Data excerpts:
• • •
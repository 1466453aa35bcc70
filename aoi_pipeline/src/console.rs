//! Out-of-band operator input (typed commands and prompt answers)

use crate::error::{Result, SessionError};
use crossbeam::channel::{unbounded, Receiver};
use std::collections::VecDeque;
use std::io::{BufRead, Write};
use std::thread;

pub trait CommandSource: Send {
    /// A line is buffered and `get_input` will not block
    fn has_input(&self) -> bool;

    /// Next buffered line, blocking until one arrives
    fn get_input(&mut self) -> Result<String>;

    /// Show `text` to the operator and wait for the answer
    fn prompt(&mut self, text: &str) -> Result<String>;
}

/// Reads stdin lines on a background thread
pub struct StdinCommandSource {
    lines: Receiver<String>,
}

impl StdinCommandSource {
    pub fn spawn() -> Result<Self> {
        let (tx, rx) = unbounded();
        thread::Builder::new()
            .name("stdin-commands".to_string())
            .spawn(move || {
                let stdin = std::io::stdin();
                for line in stdin.lock().lines() {
                    let Ok(line) = line else { break };
                    if tx.send(line.trim().to_string()).is_err() {
                        break;
                    }
                }
                log::debug!("stdin closed");
            })?;
        Ok(Self { lines: rx })
    }
}

impl CommandSource for StdinCommandSource {
    fn has_input(&self) -> bool {
        !self.lines.is_empty()
    }

    fn get_input(&mut self) -> Result<String> {
        self.lines
            .recv()
            .map_err(|_| SessionError::disconnected("stdin closed"))
    }

    fn prompt(&mut self, text: &str) -> Result<String> {
        let mut stdout = std::io::stdout();
        write!(stdout, "{}", text)?;
        stdout.flush()?;
        self.get_input()
    }
}

/// Replays a fixed list of lines, for scripted sessions and tests
#[derive(Debug, Clone, Default)]
pub struct ScriptedCommandSource {
    lines: VecDeque<String>,
}

impl ScriptedCommandSource {
    pub fn new<I, S>(lines: I) -> Self
    where
        I: IntoIterator<Item = S>,
        S: Into<String>,
    {
        Self {
            lines: lines.into_iter().map(Into::into).collect(),
        }
    }

    pub fn remaining(&self) -> usize {
        self.lines.len()
    }
}

impl CommandSource for ScriptedCommandSource {
    fn has_input(&self) -> bool {
        !self.lines.is_empty()
    }

    fn get_input(&mut self) -> Result<String> {
        self.lines
            .pop_front()
            .ok_or_else(|| SessionError::disconnected("script exhausted"))
    }

    fn prompt(&mut self, text: &str) -> Result<String> {
        let answer = self.get_input()?;
        log::info!("{}{}", text, answer);
        Ok(answer)
    }
}

#[cfg(test)]
mod tests {
    use super::*;

    #[test]
    fn test_scripted_source_replays_in_order() {
        let mut source = ScriptedCommandSource::new(["a", "desk"]);
        assert!(source.has_input());
        assert_eq!(source.get_input().unwrap(), "a");
        assert_eq!(source.prompt("Enter name for AOI: ").unwrap(), "desk");
        assert!(!source.has_input());
        assert!(matches!(
            source.get_input(),
            Err(SessionError::ChannelDisconnected(_))
        ));
    }
}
• • •
Task prompt: Exact reproduction of the listing above is required.

Answer to this exercise:
repository 1466453aa35bcc70
filename aoi_pipeline/src/console.rs
//! Out-of-band operator input (typed commands and prompt answers)

use crate::error::{Result, SessionError};
use crossbeam::channel::{unbounded, Receiver};
use std::collections::VecDeque;
use std::io::{BufRead, Write};
use std::thread;

pub trait CommandSource: Send {
    /// A line is buffered and `get_input` will not block
    fn has_input(&self) -> bool;

    /// Next buffered line, blocking until one arrives
    fn get_input(&mut self) -> Result<String>;

    /// Show `text` to the operator and wait for the answer
    fn prompt(&mut self, text: &str) -> Result<String>;
}

/// Reads stdin lines on a background thread
pub struct StdinCommandSource {
    lines: Receiver<String>,
}

impl StdinCommandSource {
    pub fn spawn() -> Result<Self> {
        let (tx, rx) = unbounded();
        thread::Builder::new()
            .name("stdin-commands".to_string())
            .spawn(move || {
                let stdin = std::io::stdin();
                for line in stdin.lock().lines() {
                    let Ok(line) = line else { break };
                    if tx.send(line.trim().to_string()).is_err() {
                        break;
                    }
                }
                log::debug!("stdin closed");
            })?;
        Ok(Self { lines: rx })
    }
}

impl CommandSource for StdinCommandSource {
    fn has_input(&self) -> bool {
        !self.lines.is_empty()
    }

    fn get_input(&mut self) -> Result<String> {
        self.lines
            .recv()
            .map_err(|_| SessionError::disconnected("stdin closed"))
    }

    fn prompt(&mut self, text: &str) -> Result<String> {
        let mut stdout = std::io::stdout();
        write!(stdout, "{}", text)?;
        stdout.flush()?;
        self.get_input()
    }
}

/// Replays a fixed list of lines, for scripted sessions and tests
#[derive(Debug, Clone, Default)]
pub struct ScriptedCommandSource {
    lines: VecDeque<String>,
}

impl ScriptedCommandSource {
    pub fn new<I, S>(lines: I) -> Self
    where
        I: IntoIterator<Item = S>,
        S: Into<String>,
    {
        Self {
            lines: lines.into_iter().map(Into::into).collect(),
        }
    }

    pub fn remaining(&self) -> usize {
        self.lines.len()
    }
}

impl CommandSource for ScriptedCommandSource {
    fn has_input(&self) -> bool {
        !self.lines.is_empty()
    }

    fn get_input(&mut self) -> Result<String> {
        self.lines
            .pop_front()
            .ok_or_else(|| SessionError::disconnected("script exhausted"))
    }

    fn prompt(&mut self, text: &str) -> Result<String> {
        let answer = self.get_input()?;
        log::info!("{}{}", text, answer);
        Ok(answer)
    }
}

#[cfg(test)]
mod tests {
    use super::*;

    #[test]
    fn test_scripted_source_replays_in_order() {
        let mut source = ScriptedCommandSource::new(["a", "desk"]);
        assert!(source.has_input());
        assert_eq!(source.get_input().unwrap(), "a");
        assert_eq!(source.prompt("Enter name for AOI: ").unwrap(), "desk");
        assert!(!source.has_input());
        assert!(matches!(
            source.get_input(),
            Err(SessionError::ChannelDisconnected(_))
        ));
    }
}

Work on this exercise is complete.